[Stored items]
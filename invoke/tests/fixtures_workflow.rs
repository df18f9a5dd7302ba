use std::fs;
use std::path::{Path, PathBuf};

use sigplot_core::{ParameterSchema, RecordGraph, UnitSystem};
use sigplot_invoke::{
    BoundingBox, PlotRun, ProcessRunner, RunState, Synthesizer, ToolConfig, WorkflowError,
};

#[test]
fn test_fixture_graph_synthesizes_both_vectors() {
    let graph = load_graph("ridge-p2p.yaml");
    let schema = ParameterSchema::signalserver();
    let config = ToolConfig::new("signalserver", "/srv/ant");

    let vectors = Synthesizer::new(&schema, &config)
        .synthesize(&graph)
        .expect("fixture graph should synthesize");

    assert_eq!(
        vectors.primary,
        [
            "-dbm", "-erp", "25", "-f", "446", "-R", "25", "-res", "600", "-pm", "1", "-cl", "5",
            "-rel", "90", "-ant", "/srv/ant/yagi/y9.ant", "-lat", "51.849", "-lon", "-0.944",
            "-txh", "30",
        ]
    );
    assert_eq!(
        vectors.p2p,
        ["-rxg", "2.1", "-rxh", "10", "-rla", "51.839", "-rlo", "-1.424"]
    );
}

#[cfg(unix)]
#[test]
fn test_two_pass_run_against_stand_in_tool() {
    use std::os::unix::fs::PermissionsExt;

    let dir = tempfile::tempdir().unwrap();
    let script = fixture_text("fake-signalserver.sh").replace(
        "@REPORT@",
        &fixture_path("ridge-p2p.txt").display().to_string(),
    );
    let tool = dir.path().join("signalserver");
    fs::write(&tool, script).unwrap();
    fs::set_permissions(&tool, fs::Permissions::from_mode(0o755)).unwrap();

    let mut config = ToolConfig::new(&tool, dir.path().join("ant"));
    config.output_dir = dir.path().join("out");
    let graph = load_graph("ridge-p2p.yaml");
    let schema = ParameterSchema::signalserver();
    let runner = ProcessRunner::new(config.timeout());

    let outcome = PlotRun::new(&schema, &config, &graph, runner)
        .unwrap()
        .execute()
        .expect("both passes should succeed");

    assert_eq!(
        outcome.bbox,
        BoundingBox {
            north: 52.2,
            east: -0.54,
            south: 51.49,
            west: -1.82,
        }
    );
    let report = outcome.report.expect("p2p report should be decoded");
    assert_eq!(report.units(), UnitSystem::Imperial);
    assert_eq!(report.link().computed_path_loss, 141.88);

    let args = fs::read_to_string(config.output_dir.join("ridge-p2p.args")).unwrap();
    let passes: Vec<&str> = args.lines().collect();
    assert_eq!(passes.len(), 2);
    assert!(!passes[0].contains("-rla"));
    assert!(passes[1].starts_with(passes[0]));
    assert!(passes[1].ends_with("-rlo -1.424 -ng"));

    let json = serde_json::to_value(&report).unwrap();
    assert_eq!(json["transmitter"]["height"], 30.0);

    assert_eq!(outcome.report_json, Some(config.output_dir.join("ridge-p2p.json")));
    let stored: serde_json::Value =
        serde_json::from_str(&fs::read_to_string(config.output_dir.join("ridge-p2p.json")).unwrap())
            .unwrap();
    assert_eq!(stored["link"]["computed_path_loss"], 141.88);
}

#[test]
fn test_missing_tool_fails_area_pass() {
    let dir = tempfile::tempdir().unwrap();
    let mut config = ToolConfig::new(dir.path().join("no-such-tool"), dir.path());
    config.output_dir = dir.path().join("out");
    let graph = load_graph("ridge-p2p.yaml");
    let schema = ParameterSchema::signalserver();

    let mut run = PlotRun::new(&schema, &config, &graph, ProcessRunner::new(config.timeout()))
        .unwrap();
    let err = run.run_area().unwrap_err();
    assert!(matches!(err, WorkflowError::Tool(_)));
    assert!(matches!(run.state(), RunState::Failed { last_bbox: None, .. }));
}

fn load_graph(name: &str) -> RecordGraph {
    serde_yaml::from_str(&fixture_text(name)).expect("fixture graph must parse")
}

fn fixture_path(name: &str) -> PathBuf {
    Path::new(env!("CARGO_MANIFEST_DIR"))
        .join("tests")
        .join("fixtures")
        .join(name)
}

fn fixture_text(name: &str) -> String {
    fs::read_to_string(fixture_path(name)).expect("fixture file must be readable")
}
//! Bounding box of a rendered area plot.

use serde::{Deserialize, Serialize};

use crate::error::ToolError;

/// Geographic extent printed by the tool after an area plot.
///
/// The tool prints `|`-delimited fields; field 0 is a label and fields 1–4
/// are north, east, south and west.
///
/// # Examples
///
/// ```
/// use sigplot_invoke::BoundingBox;
///
/// let bbox = BoundingBox::parse("|52.20|-0.54|51.49|-1.82|\n").unwrap();
/// assert_eq!(bbox.north, 52.2);
/// assert_eq!(bbox.west, -1.82);
/// ```
#[derive(Debug, Clone, Copy, PartialEq, Serialize, Deserialize)]
pub struct BoundingBox {
    pub north: f64,
    pub east: f64,
    pub south: f64,
    pub west: f64,
}

impl BoundingBox {
    /// Parses the tool's stdout.
    ///
    /// # Errors
    ///
    /// Returns [`ToolError::BoundingBox`] when fewer than five fields are
    /// present or a coordinate is not a number.
    pub fn parse(stdout: &str) -> Result<Self, ToolError> {
        let fields: Vec<&str> = stdout.trim().split('|').collect();
        if fields.len() < 5 {
            return Err(ToolError::BoundingBox(format!(
                "expected at least 5 '|' separated fields, found {} in '{}'",
                fields.len(),
                stdout.trim()
            )));
        }

        let coordinate = |index: usize| -> Result<f64, ToolError> {
            let raw = fields[index].trim();
            raw.parse().map_err(|_| {
                ToolError::BoundingBox(format!("field {index} is not a number: '{raw}'"))
            })
        };

        Ok(Self {
            north: coordinate(1)?,
            east: coordinate(2)?,
            south: coordinate(3)?,
            west: coordinate(4)?,
        })
    }
}
//! Argument synthesis and two-pass invocation of `signalserver`.
//!
//! - [`Synthesizer`] turns a [`ParameterSchema`], a [`RecordGraph`] and the
//!   tool-wide options of a [`ToolConfig`] into [`ArgumentVectors`].
//! - [`ToolRunner`] / [`ProcessRunner`] run the tool with a timeout.
//! - [`BoundingBox`] decodes the extent printed after an area plot.
//! - [`PlotRun`] drives the area pass and the optional point-to-point pass,
//!   decoding the report with [`sigplot_report`].
//!
//! # Example
//!
//! ```
//! use sigplot_core::{Antenna, ParameterSchema, Plot, RecordGraph, Station};
//! use sigplot_invoke::{Synthesizer, ToolConfig};
//!
//! let schema = ParameterSchema::signalserver();
//! let mut config = ToolConfig::new("signalserver", "antenna_profiles");
//! config.set_option("elevation_data_dir", "/data/sdf");
//!
//! let mut plot = Plot::new("ridge", 446.0);
//! plot.do_p2p_analysis = true;
//! let graph = RecordGraph::new(plot)
//!     .with_antenna(Antenna::new("dipole", "dipole.ant", "omni"))
//!     .with_transmitter(Station::new("Ridge Top", 51.849, -0.944))
//!     .with_receiver(Station::new("Valley Farm", 51.839, -1.424));
//!
//! let vectors = Synthesizer::new(&schema, &config).synthesize(&graph).unwrap();
//! assert_eq!(vectors.primary[..2], ["-sdf", "/data/sdf"]);
//! assert!(vectors.p2p.contains(&"-rla".to_string()));
//! ```
//!
//! [`ParameterSchema`]: sigplot_core::ParameterSchema
//! [`RecordGraph`]: sigplot_core::RecordGraph

mod bbox;
mod config;
mod error;
mod runner;
mod synth;
mod workflow;

pub use bbox::BoundingBox;
pub use config::{HD_RESOLUTION, ToolConfig};
pub use error::{ConfigError, SynthesisError, ToolError, WorkflowError};
pub use runner::{ProcessRunner, ToolRunner};
pub use synth::{ArgumentVectors, EmissionPolicy, Synthesizer};
pub use workflow::{NORMALIZE_FLAG, PlotOutcome, PlotRun, RunState, Stage};
fn link_field(link: &mut Link, number: usize, line: &str) -> Result<(), ReportError> {
    let field = FieldLine {
        section: Section::LinkSummary,
        number,
        line,
    };

    if line.starts_with("Free space path loss:") {
        link.free_space_path_loss = field.number()?;
    } else if line.starts_with("Computed path loss:") {
        link.computed_path_loss = field.number()?;
    } else if line.starts_with("Attenuation due to") {
        link.terrain_shielding_attenuation = field.number()?;
    } else if line.starts_with("Field strength") {
        link.field_strength_at_rx = field.number()?;
    } else if line.starts_with("Signal power level") {
        link.power_level_at_rx = field.number()?;
    } else if line.starts_with("Signal power density") {
        link.power_density_at_rx = field.number()?;
    } else if line.starts_with("Voltage across 50 ohm") {
        link.voltage_50ohm_dipole = field.number()?;
    } else if line.starts_with("Voltage across 75 ohm") {
        link.voltage_75ohm_dipole = field.number()?;
    } else if line.starts_with("Longley-Rice model") {
        link.longley_rice_error = field.number()?;
    }
    Ok(())
}

/// Height from `Antenna at Rx must be raised to at least <h> <unit> ...`.
fn raise_height(number: usize, line: &str) -> Result<f64, ReportError> {
    let invalid = |reason: String| ReportError::InvalidField {
        section: Section::LinkSummary,
        line: number,
        reason,
    };
    let (_, rest) = line
        .split_once("at least ")
        .ok_or_else(|| invalid("adjustment has no 'at least' height".to_string()))?;
    let token = rest.split_whitespace().next().unwrap_or_default();
    token
        .parse()
        .map_err(|_| invalid(format!("invalid adjustment height '{token}'")))
}

/// A `<prefix>: <value> ...` line of a known section.
struct FieldLine<'a> {
    section: Section,
    number: usize,
    line: &'a str,
}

_WHAT YOU WILL DO_
Reproduce each line of the entries in which the word "ToolRunner" is found.

_SOLUTION_
//! - [`ToolRunner`] / [`ProcessRunner`] run the tool with a timeout.
pub use runner::{ProcessRunner, ToolRunner};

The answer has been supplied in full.